◆ Your objective:
When you have gone through the records, report how many lines include "ConsoleObserver", giving the number and nothing more.

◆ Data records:
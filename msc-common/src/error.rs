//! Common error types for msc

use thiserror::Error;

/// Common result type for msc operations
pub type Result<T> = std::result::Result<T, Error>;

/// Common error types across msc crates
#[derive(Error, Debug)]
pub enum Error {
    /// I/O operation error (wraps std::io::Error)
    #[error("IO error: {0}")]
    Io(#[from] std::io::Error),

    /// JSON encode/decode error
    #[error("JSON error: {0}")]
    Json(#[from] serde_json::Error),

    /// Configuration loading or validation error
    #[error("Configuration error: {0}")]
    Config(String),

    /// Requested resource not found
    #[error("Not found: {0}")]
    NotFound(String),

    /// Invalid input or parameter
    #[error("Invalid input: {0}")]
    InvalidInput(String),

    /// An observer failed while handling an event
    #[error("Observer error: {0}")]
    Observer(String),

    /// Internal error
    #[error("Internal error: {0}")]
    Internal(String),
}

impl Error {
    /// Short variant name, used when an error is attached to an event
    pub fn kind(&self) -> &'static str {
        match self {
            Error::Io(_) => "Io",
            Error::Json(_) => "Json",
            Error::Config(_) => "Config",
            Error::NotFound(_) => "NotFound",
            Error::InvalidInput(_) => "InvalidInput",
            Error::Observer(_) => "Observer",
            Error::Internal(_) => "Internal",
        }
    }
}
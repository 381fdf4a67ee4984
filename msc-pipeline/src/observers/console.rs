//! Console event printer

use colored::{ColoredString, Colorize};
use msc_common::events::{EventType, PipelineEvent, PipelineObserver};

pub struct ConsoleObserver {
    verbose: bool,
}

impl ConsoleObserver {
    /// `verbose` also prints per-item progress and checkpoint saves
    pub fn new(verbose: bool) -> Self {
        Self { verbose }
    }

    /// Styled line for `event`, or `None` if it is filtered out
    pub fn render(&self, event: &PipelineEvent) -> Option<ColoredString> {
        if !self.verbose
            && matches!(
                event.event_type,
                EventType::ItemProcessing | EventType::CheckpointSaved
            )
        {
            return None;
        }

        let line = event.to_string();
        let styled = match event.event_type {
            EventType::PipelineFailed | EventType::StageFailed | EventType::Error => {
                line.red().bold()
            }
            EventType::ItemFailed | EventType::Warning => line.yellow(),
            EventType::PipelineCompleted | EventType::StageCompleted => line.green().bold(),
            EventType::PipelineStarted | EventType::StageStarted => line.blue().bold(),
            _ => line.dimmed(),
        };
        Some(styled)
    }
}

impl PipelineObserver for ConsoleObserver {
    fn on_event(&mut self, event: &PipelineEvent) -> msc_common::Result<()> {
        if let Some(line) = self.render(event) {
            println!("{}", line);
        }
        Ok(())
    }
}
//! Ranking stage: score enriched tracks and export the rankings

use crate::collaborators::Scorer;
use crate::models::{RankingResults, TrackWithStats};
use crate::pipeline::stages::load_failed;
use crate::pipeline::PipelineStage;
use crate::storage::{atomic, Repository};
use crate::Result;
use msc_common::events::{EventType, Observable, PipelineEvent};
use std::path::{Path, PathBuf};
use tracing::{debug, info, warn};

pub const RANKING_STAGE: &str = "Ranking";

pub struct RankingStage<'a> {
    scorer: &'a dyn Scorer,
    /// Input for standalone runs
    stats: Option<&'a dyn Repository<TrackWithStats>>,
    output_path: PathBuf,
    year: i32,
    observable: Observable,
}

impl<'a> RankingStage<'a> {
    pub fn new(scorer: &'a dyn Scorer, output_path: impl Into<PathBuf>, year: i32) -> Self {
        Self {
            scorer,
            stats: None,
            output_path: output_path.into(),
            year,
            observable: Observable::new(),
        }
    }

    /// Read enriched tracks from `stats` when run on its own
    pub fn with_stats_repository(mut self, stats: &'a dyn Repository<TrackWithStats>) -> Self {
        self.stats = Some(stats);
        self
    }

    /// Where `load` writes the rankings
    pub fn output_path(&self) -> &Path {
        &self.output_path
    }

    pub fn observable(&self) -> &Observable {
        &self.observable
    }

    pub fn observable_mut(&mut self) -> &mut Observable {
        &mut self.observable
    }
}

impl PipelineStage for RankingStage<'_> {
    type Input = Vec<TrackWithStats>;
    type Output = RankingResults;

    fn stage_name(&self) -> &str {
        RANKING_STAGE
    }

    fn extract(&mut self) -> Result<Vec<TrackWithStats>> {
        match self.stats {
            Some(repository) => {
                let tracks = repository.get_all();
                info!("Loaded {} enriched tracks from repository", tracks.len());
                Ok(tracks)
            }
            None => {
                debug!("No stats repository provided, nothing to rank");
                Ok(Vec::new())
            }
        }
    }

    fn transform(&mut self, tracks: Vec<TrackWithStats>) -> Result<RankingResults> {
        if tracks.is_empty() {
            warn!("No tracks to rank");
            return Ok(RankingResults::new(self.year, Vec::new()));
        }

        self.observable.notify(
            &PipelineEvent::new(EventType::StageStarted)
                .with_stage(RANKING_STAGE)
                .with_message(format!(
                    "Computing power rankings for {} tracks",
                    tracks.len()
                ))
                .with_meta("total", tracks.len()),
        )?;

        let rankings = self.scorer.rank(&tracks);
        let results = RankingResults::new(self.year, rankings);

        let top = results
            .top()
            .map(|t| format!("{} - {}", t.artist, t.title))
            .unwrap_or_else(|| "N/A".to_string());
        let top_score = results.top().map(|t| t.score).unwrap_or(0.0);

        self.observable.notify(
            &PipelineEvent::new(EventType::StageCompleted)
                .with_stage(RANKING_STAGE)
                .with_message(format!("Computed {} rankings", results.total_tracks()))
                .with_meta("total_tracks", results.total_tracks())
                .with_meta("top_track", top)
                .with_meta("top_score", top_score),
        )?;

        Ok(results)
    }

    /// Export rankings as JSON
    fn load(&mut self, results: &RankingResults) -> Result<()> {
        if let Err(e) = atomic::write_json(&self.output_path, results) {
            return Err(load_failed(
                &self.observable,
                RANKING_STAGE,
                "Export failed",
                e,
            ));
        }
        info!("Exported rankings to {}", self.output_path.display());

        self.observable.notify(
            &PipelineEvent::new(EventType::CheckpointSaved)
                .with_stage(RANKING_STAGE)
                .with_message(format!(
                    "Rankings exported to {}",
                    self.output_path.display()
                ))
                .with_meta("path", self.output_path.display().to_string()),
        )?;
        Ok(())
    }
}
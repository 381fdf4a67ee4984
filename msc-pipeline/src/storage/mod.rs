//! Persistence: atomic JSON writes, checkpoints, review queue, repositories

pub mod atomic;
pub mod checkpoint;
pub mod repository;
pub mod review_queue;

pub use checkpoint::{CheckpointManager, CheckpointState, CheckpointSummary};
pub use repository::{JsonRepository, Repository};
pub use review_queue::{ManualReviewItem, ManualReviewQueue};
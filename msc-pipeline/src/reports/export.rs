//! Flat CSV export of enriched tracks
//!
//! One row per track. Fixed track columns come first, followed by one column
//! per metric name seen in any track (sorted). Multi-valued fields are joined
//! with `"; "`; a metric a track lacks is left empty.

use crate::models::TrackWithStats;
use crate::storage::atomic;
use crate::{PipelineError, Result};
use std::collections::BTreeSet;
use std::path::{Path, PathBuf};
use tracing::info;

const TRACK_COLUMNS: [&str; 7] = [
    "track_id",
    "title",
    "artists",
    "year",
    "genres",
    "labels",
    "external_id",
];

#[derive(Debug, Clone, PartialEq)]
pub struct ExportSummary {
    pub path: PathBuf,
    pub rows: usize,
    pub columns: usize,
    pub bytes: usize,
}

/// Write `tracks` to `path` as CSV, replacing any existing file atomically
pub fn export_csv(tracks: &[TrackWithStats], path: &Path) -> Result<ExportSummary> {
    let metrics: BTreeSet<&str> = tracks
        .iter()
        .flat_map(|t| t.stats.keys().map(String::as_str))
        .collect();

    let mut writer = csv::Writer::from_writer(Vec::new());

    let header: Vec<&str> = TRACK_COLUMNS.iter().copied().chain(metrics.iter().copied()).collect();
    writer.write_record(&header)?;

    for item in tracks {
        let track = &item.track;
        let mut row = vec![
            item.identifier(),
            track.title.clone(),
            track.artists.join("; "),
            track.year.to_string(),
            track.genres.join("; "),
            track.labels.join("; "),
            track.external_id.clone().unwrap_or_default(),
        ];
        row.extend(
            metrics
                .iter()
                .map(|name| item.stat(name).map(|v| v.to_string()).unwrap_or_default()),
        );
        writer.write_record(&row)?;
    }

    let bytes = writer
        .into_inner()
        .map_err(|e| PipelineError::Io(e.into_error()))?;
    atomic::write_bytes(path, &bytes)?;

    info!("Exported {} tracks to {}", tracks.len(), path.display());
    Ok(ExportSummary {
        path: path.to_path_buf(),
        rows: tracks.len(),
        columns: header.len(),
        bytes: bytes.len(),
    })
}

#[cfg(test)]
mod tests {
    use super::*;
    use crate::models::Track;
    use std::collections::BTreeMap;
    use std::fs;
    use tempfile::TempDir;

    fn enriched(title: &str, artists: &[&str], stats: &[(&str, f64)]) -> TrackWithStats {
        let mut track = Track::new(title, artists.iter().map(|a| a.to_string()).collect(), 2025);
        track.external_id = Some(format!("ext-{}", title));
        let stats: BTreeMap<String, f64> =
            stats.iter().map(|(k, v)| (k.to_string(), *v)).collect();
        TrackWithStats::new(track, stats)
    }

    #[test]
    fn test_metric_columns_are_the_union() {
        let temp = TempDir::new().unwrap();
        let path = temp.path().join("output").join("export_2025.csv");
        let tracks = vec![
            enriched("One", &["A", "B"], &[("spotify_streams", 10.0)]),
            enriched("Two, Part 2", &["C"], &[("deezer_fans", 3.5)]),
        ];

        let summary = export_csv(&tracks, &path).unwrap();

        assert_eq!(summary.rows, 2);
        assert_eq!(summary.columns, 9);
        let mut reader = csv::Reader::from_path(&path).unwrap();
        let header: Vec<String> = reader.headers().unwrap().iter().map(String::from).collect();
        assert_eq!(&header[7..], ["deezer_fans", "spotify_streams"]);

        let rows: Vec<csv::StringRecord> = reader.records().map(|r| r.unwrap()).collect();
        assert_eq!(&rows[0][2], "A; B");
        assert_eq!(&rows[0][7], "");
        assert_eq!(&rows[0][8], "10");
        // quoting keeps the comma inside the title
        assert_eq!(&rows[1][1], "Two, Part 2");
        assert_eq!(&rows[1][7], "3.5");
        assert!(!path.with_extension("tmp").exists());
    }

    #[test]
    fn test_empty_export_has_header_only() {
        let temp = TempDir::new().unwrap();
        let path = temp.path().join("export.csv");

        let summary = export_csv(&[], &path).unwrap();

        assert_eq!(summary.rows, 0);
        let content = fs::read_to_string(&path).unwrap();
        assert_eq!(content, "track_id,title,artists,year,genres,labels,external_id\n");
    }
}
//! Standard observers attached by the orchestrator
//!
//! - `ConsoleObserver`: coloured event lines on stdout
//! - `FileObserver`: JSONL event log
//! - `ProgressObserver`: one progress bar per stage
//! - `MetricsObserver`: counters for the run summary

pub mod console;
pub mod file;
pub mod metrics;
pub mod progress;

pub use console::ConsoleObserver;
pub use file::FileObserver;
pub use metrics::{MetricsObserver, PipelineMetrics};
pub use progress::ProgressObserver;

◆ Answer box:
5